“Everybody’s Son probes directly into the tender spots of race and privilege in America. . . . With assured prose and deep insight into the human heart, Umrigar explores the moral gray zone of what parents, no matter their race, will do for love.” — Celeste Ng, author of Everything I Never Told You
During a terrible heat wave in 1991—the worst in a decade—ten-year-old Anton has been locked in an apartment in the projects, alone, for seven days, without air conditioning or a fan. With no electricity, the refrigerator and lights do not work. Hot, hungry, and desperate, Anton shatters a window and climbs out. Cutting his leg on the broken glass, he is covered in blood when the police find him.
Juanita, his mother, is discovered in a crack house less than three blocks away, nearly unconscious and half-naked. When she comes to, she repeatedly asks for her baby boy. She never meant to leave Anton—she went out for a quick hit and was headed right back, until her drug dealer raped her and kept her high. Though the bond between mother and son is extremely strong, Anton is placed with child services while Juanita goes to jail.

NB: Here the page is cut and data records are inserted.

//! # Venuebook Bookings
//!
//! The booking-calendar aggregation and filtering engine.
//!
//! Given the raw booking records a venue query returns, this crate:
//!
//! - expands each (possibly multi-date) record into one display entry per
//!   calendar date ([`expand`]), and derives the dashboard summary counts
//!   ([`BookingSummary`]);
//! - builds a 7-column month grid with day-level status classification
//!   ([`MonthGrid`]);
//! - filters the expanded entries by free text, status and selected date,
//!   and paginates the result into fixed-size pages ([`BookingFilter`],
//!   [`paginate`]).
//!
//! Everything here is a pure function of its inputs: the feature reducers
//! recompute these views in full on every fetch or filter change, exactly
//! like the page they model. No I/O, no caching, no interior mutability.

pub mod aggregate;
pub mod calendar;
pub mod filter;
pub mod model;
pub mod status;

pub use aggregate::{BookingSummary, expand};
pub use calendar::{DayCell, DayStatus, MonthGrid, OverlapPolicy};
pub use filter::{BookingFilter, DEFAULT_PAGE_SIZE, Page, StatusFilter, paginate};
pub use model::{BookingDate, BookingEntry, RawBooking, VenueContext};
pub use status::BookingStatus;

The Harvard-educated son of a US senator, Judge David Coleman is a scion of northeastern white privilege. Desperate to have a child in the house again after the tragic death of his teenage son, David uses his power and connections to keep his new foster son, Anton, with him and his wife, Delores—actions that will have devastating consequences in the years to come.
Following in his adopted family’s footsteps, Anton, too, rises within the establishment. But when he discovers the truth about his life, his birth mother, and his adopted parents, this man of the law must come to terms with the moral complexities of crimes committed by the people he loves most.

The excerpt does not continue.